Right. He forgot the silver would leave scars. Just faint, pale lines, nowhere near as deep or as lasting as the round spike marks in his wrists, but visible all the same. And of course, he couldn’t see them.
“Who did this to you?”
“I’m not going to tell you, because you’d kill them and we’d all get kicked out.” He’s only half joking. He can appreciate Sierra’s scorched-earth defense of the people she considers ‘hers’ in the field, but it’s less helpful when dealing with problematic allies. She’s not trying to kill him anymore, but that’s less because she’s mellowed out since Route 66 and more that he’s now inside the circle of people she’s willing to kill for.
“No. I’ll tell Lawson and get them fired. Or expelled.” She shrugs. “I’m not sleep-deprived enough to do something that stupid.” She picks up a washcloth from the towel rack next to the sink. “And clearly, you cannot see what you’re doing, so let me take care of this.” She gestures to the general area of his face and head.
“Fine. If you let me wrap your ankle.”
“Deal.” She turns on the tap and lets the water run until a little steam rises, then soaks the cloth and holds it to his head. “And you are going to tell me who did this. All of them.”
“Well, I don’t actually know who most of them were.” Shay says, grimacing when he sees how much blood is on the cloth when Sierra pulls it away. “A bunch of cadets. And Doctor Wilcox.”
“Oh, now I really want to punch him.” Sierra says. Shay figured she would. He watched her snap a pencil in half in the same class he just got punished for interrupting. “This might be my fault,” Sierra continues.
“How?” She hadn’t even interrupted the class. Shay was surprised, honestly, given she’s usually the one yelling at people over the slightest insult to vampires as a general species, but he’d also thought maybe she’d gotten the hint Emma keeps pushing about letting vampires speak up for themselves sometimes.

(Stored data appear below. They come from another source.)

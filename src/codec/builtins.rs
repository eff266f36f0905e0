//! Builtin type codecs
//!
//! Registration entries for the rich `Value` variants JSON cannot represent.
//! Each pairs a wire schema (validating and reviving the JSON form) with an
//! encode-time type guard and an unwrap into the wire form. `unwrap` outputs
//! may themselves contain rich values; the codec encodes them recursively.

use chrono::{DateTime, SecondsFormat, Utc};

use super::registry::TypeCodec;
use crate::schema::{array, string, tuple, unknown};
use crate::value::Value;

/// Supports `Value::BigInt`, carried on the wire as a decimal string.
pub fn big_int_codec() -> TypeCodec {
    let wire = string()
        .then_validate(|v| v.as_str().is_some_and(|s| s.parse::<i128>().is_ok()))
        .then_map(|v| match v {
            Value::String(s) => Value::BigInt(s.parse().unwrap_or_default()),
            other => other,
        });
    TypeCodec::new(
        wire,
        |v| matches!(v, Value::BigInt(_)),
        |v| match v {
            Value::BigInt(n) => Value::String(n.to_string()),
            other => other.clone(),
        },
    )
}

/// Supports `Value::Timestamp`, carried on the wire as an RFC 3339 string
/// with millisecond precision in UTC (e.g. `1970-01-01T00:00:00.000Z`).
pub fn date_codec() -> TypeCodec {
    let wire = string()
        .then_validate(|v| {
            v.as_str()
                .is_some_and(|s| DateTime::parse_from_rfc3339(s).is_ok())
        })
        .then_map(|v| {
            let parsed = v
                .as_str()
                .and_then(|s| DateTime::parse_from_rfc3339(s).ok());
            match parsed {
                Some(dt) => Value::Timestamp(dt.with_timezone(&Utc)),
                None => v,
            }
        });
    TypeCodec::new(
        wire,
        |v| matches!(v, Value::Timestamp(_)),
        |v| match v {
            Value::Timestamp(dt) => {
                Value::String(dt.to_rfc3339_opts(SecondsFormat::Millis, true))
            }
            other => other.clone(),
        },
    )
}

/// Supports `Value::Map`, carried on the wire as an array of two-element
/// `[key, value]` arrays.
pub fn map_codec() -> TypeCodec {
    let wire = array(tuple(vec![unknown(), unknown()])).then_map(|v| match v {
        Value::Array(items) => Value::map_entries(
            items
                .into_iter()
                .map(|pair| match pair {
                    Value::Array(mut kv) if kv.len() == 2 => {
                        let value = kv.pop().unwrap_or(Value::Undefined);
                        let key = kv.pop().unwrap_or(Value::Undefined);
                        (key, value)
                    }
                    other => (other, Value::Undefined),
                })
                .collect(),
        ),
        other => other,
    });
    TypeCodec::new(
        wire,
        |v| matches!(v, Value::Map(_)),
        |v| match v {
            Value::Map(entries) => Value::Array(
                entries
                    .iter()
                    .map(|(k, value)| Value::Array(vec![k.clone(), value.clone()]))
                    .collect(),
            ),
            other => other.clone(),
        },
    )
}

/// Supports `Value::Set`, carried on the wire as an array of its elements.
pub fn set_codec() -> TypeCodec {
    let wire = array(unknown()).then_map(|v| match v {
        Value::Array(items) => Value::set(items),
        other => other,
    });
    TypeCodec::new(
        wire,
        |v| matches!(v, Value::Set(_)),
        |v| match v {
            Value::Set(items) => Value::Array(items.clone()),
            other => other.clone(),
        },
    )
}

#[cfg(test)]
mod tests {
    use super::*;
    use crate::codec::registry::create_codec;

    #[test]
    fn test_big_int_wire_schema_rejects_non_integers() {
        let codec = create_codec(vec![big_int_codec()]);
        // A malformed payload fails the wire schema's validity check, so the
        // envelope is left as plain data instead of being revived.
        let decoded = codec.decode(r#"{"$type":0,"value":"12x"}"#).unwrap();
        assert_eq!(
            decoded.get("value"),
            Some(&Value::String("12x".to_string()))
        );
    }

    #[test]
    fn test_date_unwrap_uses_millisecond_utc_form() {
        let codec = create_codec(vec![date_codec()]);
        let ts = Value::Timestamp(DateTime::from_timestamp_millis(9).unwrap());
        assert_eq!(
            codec.encode(&ts),
            r#"{"$type":0,"value":"1970-01-01T00:00:00.009Z"}"#
        );
    }

    #[test]
    fn test_set_deduplicates_on_revive() {
        let codec = create_codec(vec![set_codec()]);
        let decoded = codec.decode(r#"{"$type":0,"value":[1,2,2]}"#).unwrap();
        assert_eq!(
            decoded,
            Value::Set(vec![Value::from(1u64), Value::from(2u64)])
        );
    }
}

“I called Lawson after the class let out and told her he was incompetent and pushing outdated, mistaken theories on his students. He probably just got the notice he’s been fired, and figured you were responsible. He ought to have taken it out on me.” She wrings out the washcloth and scrubs gently at his hair again.

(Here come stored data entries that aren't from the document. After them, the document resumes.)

impl ArraySchema {
    fn build(shape: ArrayShape) -> ArraySchema {
        let shape = Arc::new(shape);
        let s1 = Arc::clone(&shape);
        let s2 = Arc::clone(&shape);
        let s3 = Arc::clone(&shape);
        let inner = Schema::from_parts(
            move |v| s1.check_type(v),
            move |v| s2.check_valid(v),
            move |v| s3.map_value(v),
        );
        ArraySchema { shape, inner }
    }

    fn with_shape(&self, f: impl FnOnce(&mut ArrayShape)) -> ArraySchema {
        let mut shape = ArrayShape {
            element: self.shape.element.clone(),
            length: self.shape.length,
            min_length: self.shape.min_length,
            max_length: self.shape.max_length,
        };
        f(&mut shape);
        ArraySchema::build(shape)
    }

    /// Requires arrays to have exactly `n` elements.
    pub fn length(&self, n: usize) -> ArraySchema {
        self.with_shape(|s| s.length = Some(n))
    }

    /// Requires arrays to have at least `n` elements.
    pub fn min_length(&self, n: usize) -> ArraySchema {
        self.with_shape(|s| s.min_length = Some(n))
    }

    /// Requires arrays to have at most `n` elements.
    pub fn max_length(&self, n: usize) -> ArraySchema {
        self.with_shape(|s| s.max_length = Some(n))
    }
}

impl Deref for ArraySchema {
    type Target = Schema;

    fn deref(&self) -> &Schema {
        &self.inner
    }
}

impl From<ArraySchema> for Schema {
    fn from(s: ArraySchema) -> Schema {
        s.inner
    }
}

struct ObjectShape {
    record: SchemaRecord,
    strict: bool,
    include_unknowns: bool,
    partial: bool,
}

impl ObjectShape {
    fn check_type(&self, v: &Value) -> bool {
        let entries = match v.as_object() {
            Some(entries) => entries,
            None => return false,
        };
        if self.strict && !entries.iter().all(|(k, _)| self.record.contains_key(k)) {
            return false;
        }
        self.record.iter().all(|(k, s)| match lookup(entries, k) {
            Some(member) => (self.partial && member.is_undefined()) || s.is_type(member),
            // Absent members are presented as Undefined so optional children
            // can accept them.
            None => self.partial || s.is_type(&Value::Undefined),
        })
    }

    fn check_valid(&self, v: &Value) -> bool {
        let entries = match v.as_object() {
            Some(entries) => entries,
            None => return false,
        };
        self.record.iter().all(|(k, s)| match lookup(entries, k) {
            Some(member) => (self.partial && member.is_undefined()) || s.validate(member),
            None => self.partial || s.validate(&Value::Undefined),
        })
    }

    fn map_value(&self, v: &Value) -> Value {
        let entries = match v.as_object() {
            Some(entries) => entries,
            None => return v.clone(),
        };
        if self.include_unknowns {
            // Keep input member order; declared members are replaced by
            // their mapped values, undeclared ones pass through unchanged.
            let mut out = Vec::with_capacity(entries.len());
            for (k, member) in entries {
                match self.record.get(k) {
                    Some(s) => {
                        if self.partial && member.is_undefined() {
                            continue;
                        }
                        out.push((k.clone(), s.map(member)));
                    }
                    None => out.push((k.clone(), member.clone())),
                }
            }
            // Declared members absent from the input still run through
            // their child map (as Undefined), so defaulting transforms
            // apply; an Undefined result stays omitted.
            for (k, s) in self.record.iter() {
                if lookup(entries, k).is_none() && !self.partial {
                    let mapped = s.map(&Value::Undefined);
                    if !mapped.is_undefined() {
                        out.push((k.clone(), mapped));
                    }
                }
            }
            Value::Object(out)
        } else {
            let mut out = Vec::with_capacity(self.record.len());
            for (k, s) in self.record.iter() {
                match lookup(entries, k) {
                    Some(member) => {
                        if self.partial && member.is_undefined() {
                            continue;
                        }
                        out.push((k.clone(), s.map(member)));
                    }
                    // An absent member maps the same way an explicit
                    // Undefined one does; Undefined results are omitted.
                    None => {
                        if !self.partial {
                            let mapped = s.map(&Value::Undefined);
                            if !mapped.is_undefined() {
                                out.push((k.clone(), mapped));
                            }
                        }
                    }
                }
            }
            Value::Object(out)
        }
    }
}

fn lookup<'a>(entries: &'a [(String, Value)], key: &str) -> Option<&'a Value> {
    entries.iter().find(|(k, _)| k == key).map(|(_, v)| v)
}

/// An object schema with excess-member and partiality policies.
#[derive(Clone)]
pub struct ObjectSchema {
    shape: Arc<ObjectShape>,
    inner: Schema,
}

impl ObjectSchema {
    fn build(shape: ObjectShape) -> ObjectSchema {
        let shape = Arc::new(shape);
        let s1 = Arc::clone(&shape);
        let s2 = Arc::clone(&shape);
        let s3 = Arc::clone(&shape);
        let inner = Schema::from_parts(
            move |v| s1.check_type(v),
            move |v| s2.check_valid(v),
            move |v| s3.map_value(v),
        );
        ObjectSchema { shape, inner }
    }

    fn with_shape(&self, f: impl FnOnce(&mut ObjectShape)) -> ObjectSchema {
        let mut shape = ObjectShape {
            record: self.shape.record.clone(),
            strict: self.shape.strict,
            include_unknowns: self.shape.include_unknowns,
            partial: self.shape.partial,
        };
        f(&mut shape);
        ObjectSchema::build(shape)
    }

    /// Rejects objects carrying members not declared in the record.
    pub fn strict(&self) -> ObjectSchema {
        self.with_shape(|s| s.strict = true)
    }

    /// Passes undeclared members through `map` unchanged instead of
    /// dropping them.
    pub fn include_unknowns(&self) -> ObjectSchema {
        self.with_shape(|s| s.include_unknowns = true)
    }

    /// Makes every declared member optional (missing or `Undefined`),
    /// preserving whichever excess-member policy is in effect. Absent
    /// members are omitted from the mapped output.
    pub fn partial(&self) -> ObjectSchema {
        self.with_shape(|s| s.partial = true)
    }
}

impl Deref for ObjectSchema {
    type Target = Schema;

    fn deref(&self) -> &Schema {
        &self.inner
    }
}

“No, better it was me anyway.” he shrugs.
“What, now are you going to lie to me about vampire pain receptors too?” Sierra asks, cuffing him gently on the shoulder.
“No. Just heal faster. You’re already going to have to rest that ankle for a week. I need five minutes and some blood and I’m good for round…” He frowns and tilts his head. “Actually, I kind of lost count.”
She grimaces.
“Proved him wrong, though.”
“Huh?”
“He got a couple decent screams out of me before it was over. And a few tears.” Shay shrugs, watching more blood swirl down the sink drain. “He’s going to have to revise his theory based on new evidence.”
Sierra sighs. “You, Shane Barrett, are something else.”